The Raptors are sitting at 4-10 and I doubt anyone in Raptorland is losing any sleep over it. Between some really entertaining Andrea Bargnani Campaign Videos and the secure thought that this team will look drastically different at the beginning of next year, it's been more or less a comfortable ride. We know that coach Casey, for the most part, has the Raptors doing things that they need to do to be competitive in future years, we are finally get some decent production from our maligned first overall selection, and there are some pieces who continue to impress such as Amir Johnson.
Contrast this with the Boston Celtics.
At 4-8, the Celtics are searching for answers and contemplating their solid (yet aging) core. With Rondo being shopped around in the off season, both Big Baby Davis and Kendrick Perkins gone, there's no doubt that the Celtics time has come and gone.
That's not to say that the Raptors are in the same league.
It's becoming apparent though, that while the Raptors are good at countering their opponents, counter punching is a completely different story. It's going to be a running theme it seems, but the Raptors seem to be able to make the stops when needed, but are seldom able to finish cleanly on the fast break. Whether it's a personnel issue, or a coaching issue, it is something that I hope Dwane Casey pays more attention to in the future.

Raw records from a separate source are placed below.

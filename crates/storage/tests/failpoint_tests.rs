#![allow(clippy::expect_used, clippy::panic)]
//! Integration tests for fail-point injection.
//!
//! These tests require the `failpoints` feature:
//! ```bash
//! cargo test -p tinyolly-common-storage --features failpoints --test failpoint_tests
//! ```

use std::time::{Duration, Instant};

use tinyolly_common_storage::{
    MemoryBackend, TelemetryError, TelemetryStore,
    testutil::{FaultInjectingBackend, ago, fast_config, span},
};

fn store() -> TelemetryStore<MemoryBackend> {
    TelemetryStore::new(MemoryBackend::new(), fast_config()).expect("valid config")
}

#[tokio::test]
async fn index_write_failpoint_marks_record_inconsistent() {
    let scenario = fail::FailScenario::setup();
    fail::cfg("index-write-member", "return").expect("failed to configure fail point");

    let store = store();
    let result = store.ingest(span("t1", "a", None, "api", ago(Duration::from_secs(5))).into()).await;
    let Err(TelemetryError::IndexInconsistent { record_key, reason }) = result else {
        panic!("expected IndexInconsistent, got {result:?}");
    };
    assert_eq!(record_key, "span:t1:a");
    assert!(reason.contains("3 dimension(s)"), "unexpected reason: {reason}");

    fail::remove("index-write-member");
    let report = store.reconcile().await.expect("reconcile");
    assert_eq!(report.repaired, 1);
    assert!(store.get_trace("t1").await.expect("get trace").is_some());

    scenario.teardown();
}

#[tokio::test]
async fn single_index_write_failure_is_retried_in_place() {
    let scenario = fail::FailScenario::setup();
    fail::cfg("index-write-member", "1*return->off").expect("failed to configure fail point");

    let store = store();
    store
        .ingest(span("t2", "a", None, "api", ago(Duration::from_secs(5))).into())
        .await
        .expect("retry of the failed dimension succeeds");
    assert_eq!(store.metrics().snapshot().index_inconsistent, 0);
    assert!(store.get_trace("t2").await.expect("get trace").is_some());

    scenario.teardown();
}

#[tokio::test]
async fn index_write_without_failpoint_succeeds() {
    let scenario = fail::FailScenario::setup();
    // No fail point configured, so ingest succeeds normally

    let store = store();
    store
        .ingest(span("t3", "a", None, "api", ago(Duration::from_secs(5))).into())
        .await
        .expect("ingest");

    scenario.teardown();
}

#[tokio::test]
async fn retry_backoff_failpoint_delays_retry() {
    let scenario = fail::FailScenario::setup();
    fail::cfg("retry-before-sleep", "sleep(60)").expect("failed to configure fail point");

    let backend = FaultInjectingBackend::new(MemoryBackend::new());
    let store = TelemetryStore::new(backend.clone(), fast_config()).expect("valid config");
    backend.fail_next(1);

    let started = Instant::now();
    store
        .ingest(span("t4", "a", None, "api", ago(Duration::from_secs(5))).into())
        .await
        .expect("ingest after one retry");
    assert!(started.elapsed() >= Duration::from_millis(60));

    scenario.teardown();
}
//! Backing-store key layout.
//!
//! Keys are colon-separated and namespaced by record kind:
//!
//! | Key | Holds |
//! |-----|-------|
//! | `span:{traceId}:{spanId}` | encoded [`Span`](crate::Span) |
//! | `log:{id}` | encoded [`LogEntry`](crate::LogEntry) |
//! | `metric:{name}:{timestamp}:{id}` | encoded [`MetricSample`](crate::MetricSample) |
//! | `idx:...` | index members, see [`index`](crate::index) |
//! | `catalog:service:{name}` | last-seen time of a service |
//! | `catalog:metric:{name}` | [`MetricMetadata`](crate::MetricMetadata) |
//! | `pending:index:{recordKey}` | reconciliation marker |
//!
//! Every variable component is escaped so it cannot contain `:`. Timestamps
//! are zero-padded to 20 digits and time buckets to 12, so lexicographic key
//! order equals numeric order.

use std::borrow::Cow;

use crate::model::{RecordKind, TelemetryRecord, Timestamp};

/// Prefix of span record keys.
pub const SPAN_PREFIX: &str = "span:";
/// Prefix of log record keys.
pub const LOG_PREFIX: &str = "log:";
/// Prefix of metric record keys.
pub const METRIC_PREFIX: &str = "metric:";
/// Prefix of all index member keys.
pub const INDEX_PREFIX: &str = "idx:";
/// Prefix of service catalog keys.
pub const SERVICE_CATALOG_PREFIX: &str = "catalog:service:";
/// Prefix of metric catalog keys.
pub const METRIC_CATALOG_PREFIX: &str = "catalog:metric:";
/// Prefix of reconciliation markers.
pub const PENDING_PREFIX: &str = "pending:index:";

/// Width of a zero-padded timestamp component.
pub const TIMESTAMP_WIDTH: usize = 20;
/// Width of a zero-padded bucket component.
pub const BUCKET_WIDTH: usize = 12;

/// Escapes `%` and `:` so a component never introduces a separator.
#[must_use]
pub fn escape(component: &str) -> Cow<'_, str> {
    if !component.contains(['%', ':']) {
        return Cow::Borrowed(component);
    }
    let mut out = String::with_capacity(component.len() + 8);
    for c in component.chars() {
        match c {
            '%' => out.push_str("%25"),
            ':' => out.push_str("%3A"),
            other => out.push(other),
        }
    }
    Cow::Owned(out)
}

/// Reverses [`escape`]. Returns `None` for malformed escape sequences.
#[must_use]
pub fn unescape(component: &str) -> Option<Cow<'_, str>> {
    if !component.contains('%') {
        return Some(Cow::Borrowed(component));
    }
    let mut out = String::with_capacity(component.len());
    let mut rest = component;
    while let Some(pos) = rest.find('%') {
        out.push_str(&rest[..pos]);
        let code = rest.get(pos + 1..pos + 3)?;
        match code {
            "25" => out.push('%'),
            "3A" => out.push(':'),
            _ => return None,
        }
        rest = &rest[pos + 3..];
    }
    out.push_str(rest);
    Some(Cow::Owned(out))
}

/// Formats a timestamp as a fixed-width key component.
#[must_use]
pub fn format_timestamp(ts: Timestamp) -> String {
    format!("{:0width$}", ts.as_nanos(), width = TIMESTAMP_WIDTH)
}

/// Parses a component produced by [`format_timestamp`].
#[must_use]
pub fn parse_timestamp(component: &str) -> Option<Timestamp> {
    if component.len() != TIMESTAMP_WIDTH {
        return None;
    }
    component.parse().ok().map(Timestamp::from_nanos)
}

/// Formats a bucket number as a fixed-width key component.
#[must_use]
pub fn format_bucket(bucket: u64) -> String {
    format!("{bucket:0width$}", width = BUCKET_WIDTH)
}

/// Key of a span record.
#[must_use]
pub fn span_key(trace_id: &str, span_id: &str) -> String {
    format!("{SPAN_PREFIX}{}:{}", escape(trace_id), escape(span_id))
}

/// Key of a log record.
#[must_use]
pub fn log_key(id: &str) -> String {
    format!("{LOG_PREFIX}{}", escape(id))
}

/// Key of a metric sample.
///
/// The trailing id keeps two samples of the same metric taken in the same
/// nanosecond distinct.
#[must_use]
pub fn metric_key(name: &str, ts: Timestamp, id: &str) -> String {
    format!("{METRIC_PREFIX}{}:{}:{}", escape(name), format_timestamp(ts), escape(id))
}

/// Key of any record.
#[must_use]
pub fn record_key(record: &TelemetryRecord) -> String {
    match record {
        TelemetryRecord::Span(s) => span_key(&s.trace_id, &s.span_id),
        TelemetryRecord::Log(l) => log_key(&l.id),
        TelemetryRecord::Metric(m) => metric_key(&m.name, m.timestamp, &m.id),
    }
}

/// Record kind encoded in a record key's namespace.
#[must_use]
pub fn kind_of(record_key: &str) -> Option<RecordKind> {
    if record_key.starts_with(SPAN_PREFIX) {
        Some(RecordKind::Span)
    } else if record_key.starts_with(LOG_PREFIX) {
        Some(RecordKind::Log)
    } else if record_key.starts_with(METRIC_PREFIX) {
        Some(RecordKind::Metric)
    } else {
        None
    }
}

/// Trace id embedded in a span key.
#[must_use]
pub fn trace_id_of_span_key(record_key: &str) -> Option<String> {
    let rest = record_key.strip_prefix(SPAN_PREFIX)?;
    let (trace, _span) = rest.split_once(':')?;
    unescape(trace).map(Cow::into_owned)
}

/// Service catalog key.
#[must_use]
pub fn service_catalog_key(service: &str) -> String {
    format!("{SERVICE_CATALOG_PREFIX}{}", escape(service))
}

/// Metric catalog key.
#[must_use]
pub fn metric_catalog_key(name: &str) -> String {
    format!("{METRIC_CATALOG_PREFIX}{}", escape(name))
}

/// Reconciliation marker for a record whose index update failed.
#[must_use]
pub fn pending_key(record_key: &str) -> String {
    format!("{PENDING_PREFIX}{record_key}")
}

#[cfg(test)]
#[allow(clippy::unwrap_used, clippy::expect_used)]
mod tests {
    use proptest::prelude::*;

    use super::*;

    #[test]
    fn test_escape_plain_is_borrowed() {
        assert!(matches!(escape("checkout"), Cow::Borrowed("checkout")));
        assert_eq!(escape("a:b%c"), "a%3Ab%25c");
    }

    #[test]
    fn test_unescape_rejects_malformed() {
        assert_eq!(unescape("a%3Ab").unwrap(), "a:b");
        assert!(unescape("a%3").is_none());
        assert!(unescape("a%ZZ").is_none());
    }

    #[test]
    fn test_record_keys() {
        assert_eq!(span_key("t:1", "s1"), "span:t%3A1:s1");
        assert_eq!(log_key("l-1"), "log:l-1");
        assert_eq!(
            metric_key("http.requests", Timestamp::from_nanos(42), "m1"),
            "metric:http.requests:00000000000000000042:m1"
        );
        assert_eq!(kind_of("span:a:b"), Some(RecordKind::Span));
        assert_eq!(kind_of("idx:trace:a"), None);
        assert_eq!(trace_id_of_span_key(&span_key("t:1", "s1")).as_deref(), Some("t:1"));
    }

    #[test]
    fn test_timestamp_component() {
        let ts = Timestamp::from_nanos(1_700_000_000_000_000_000);
        let formatted = format_timestamp(ts);
        assert_eq!(formatted.len(), TIMESTAMP_WIDTH);
        assert_eq!(parse_timestamp(&formatted), Some(ts));
        assert_eq!(parse_timestamp("123"), None);
        assert_eq!(format_timestamp(Timestamp::MAX).len(), TIMESTAMP_WIDTH);
    }

    proptest! {
        #[test]
        fn escape_roundtrips(s in ".*") {
            let escaped = escape(&s);
            prop_assert!(!escaped.contains(':'));
            prop_assert_eq!(unescape(&escaped).unwrap(), s.as_str());
        }

        #[test]
        fn timestamp_order_matches_key_order(a in any::<u64>(), b in any::<u64>()) {
            let ka = format_timestamp(Timestamp::from_nanos(a));
            let kb = format_timestamp(Timestamp::from_nanos(b));
            prop_assert_eq!(a.cmp(&b), ka.cmp(&kb));
        }
    }
}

Likewise, I've been pretty unhappy with how the Raptors have been rebounding the ball after key stops. It seems that this team wants to leak out a lot of the time, but with how poor the fast break has been this year, I think all their attention needs to be focused on getting those rebounds, especially after they make the opposition take a contested shot at the end of the clock.
In tonight's game though, there are going to be smaller battles to take care of if the Raptors hope to come up on top of the rapidly declining Celtics
1) Finding consistent offense - You can't really blame the Raptors since both Andrea Bargnani and Jerryd Bayless are arguably the first options for both the starters and bench players, but there has to be slack picked up. Whether it's Amir Johnson, Ed Davis, Leandro Barbosa or (finally) DeMar DeRozan, the Raptors need someone to carry the weight throughout the game. Defense is fine, but that attention on the defensive end starts cracking when no one can buy a shot
2) Turnovers - We know the Raptors are horrible on their turnovers lately, but at the same time, the Celtics coming in are pretty bad in this category as well. What could make the difference is how effectively the Celtics can score off of turnovers thanks to a player like Rajon Rondo who has speed and finishing ability.

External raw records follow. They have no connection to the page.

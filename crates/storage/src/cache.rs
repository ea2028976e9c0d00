//! Read-through query cache.
//!
//! [`QueryCache`] memoizes decoded query results keyed by a [`Fingerprint`].
//! It is owned by one [`TelemetryStore`](crate::TelemetryStore) and never
//! shared globally.
//!
//! - **Bounded**: by entry count, or by summed [`Cacheable::size_estimate`]
//!   when `max_bytes` is set. Eviction is strict LRU.
//! - **Single-flight**: concurrent misses on one fingerprint run the compute
//!   once. A failed compute is handed to every waiter and not cached.
//! - **Expiry-aware**: an entry lives for `min(ttl, time until
//!   Cacheable::expires_at)`, so a cached result never outlives the records
//!   it was computed from.
//! - **Generation-checked**: every invalidation bumps a generation counter
//!   and records it against the scope it touched (one fingerprint, one
//!   namespace or everything). An entry computed at an older generation than
//!   any mark over its fingerprint is a miss on read. A compute that started
//!   before an invalidation still answers the callers that started it, but
//!   its result is dropped from the cache afterwards.
//!
//! Writers and the retention sweep invalidate through the
//! [`InvalidationSink`] trait, usually with an [`InvalidationPlan`].

use std::{
    collections::{BTreeSet, HashMap},
    fmt,
    future::Future,
    hash::{Hash, Hasher},
    sync::{
        Arc,
        atomic::{AtomicU64, Ordering},
    },
    time::{Duration, Instant},
};

use async_trait::async_trait;
use moka::{Expiry, future::Cache, policy::EvictionPolicy};
use parking_lot::Mutex;
use serde::{Deserialize, Serialize};
use tracing::{debug, trace};

use crate::{
    error::ConfigError,
    metrics::Metrics,
    model::{RecordKind, Timestamp},
};

// ───────────────────────────────────────────────────────────────────────────
// CacheConfig
// ───────────────────────────────────────────────────────────────────────────

const DEFAULT_MAX_ENTRIES: u64 = 10_000;
const DEFAULT_TTL: Duration = Duration::from_secs(60);
const MIN_TTL: Duration = Duration::from_millis(1);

In order to win, the Raptors need to be much more efficient and effective since they don't have a player who is as affective as Rondo on the fast break.
3) Play to your age - The Raptors strength? Youth. As Danny Ainge put it when asked if the Celtics are looking "old", the statistics and the product on the court don't lie. And as a passing observer, it's not hard to see why. Their offensive rebounding has come down quite a bit and they are relying on players who are frankly, yet another year older.
Without having Jeff Green on the team, it means that the Celtics starting line up has an average age of 32 and a half. So the Raptors are going to need to run and dunk and pound the ball inside. Make the Celtics feel their age.